Les Aéroports de Paris avaient annoncé en décembre dernier le départ de 1 150 postes face à l’écroulement du trafic aérien. Le groupe s’était engagé à ne pas passer par des licenciements, mais a contraint ses salariés à une baisse de salaire de l’ordre de 8% maximum. "Jamais on n'aurait pensé que les aéroports de Paris en arriveraient à ça. Et vu la situation actuelle on craint pour nos emplois", confie un salarié anonyme. Cette baisse ne toucherait pas le salaire de base, mais les compléments, comme les indemnités kilométriques ou la prime d’intéressement.
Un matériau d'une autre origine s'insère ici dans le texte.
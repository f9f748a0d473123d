pub mod claims;
pub mod jwt;
pub mod middleware;

pub use claims::Claims;
pub use jwt::JwtService;
pub use middleware::{AuthMiddleware, AuthenticatedUser};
Éviter 350 licenciements La direction menace de recourir à un plan social si cette mesure n’était pas acceptée. Les syndicats se sentent trahis. "On est encore dans cette forme de chantage en évoquant la crise pour baisser durablement les rémunérations", explique Daniel Bertone, secrétaire général CGT ADP. L’objectif est de réaliser 100 millions d’économies nécessaires, selon le groupe. Ces ajustements permettraient d’éviter 350 licenciements, selon son PDG, Augustin De Romanet.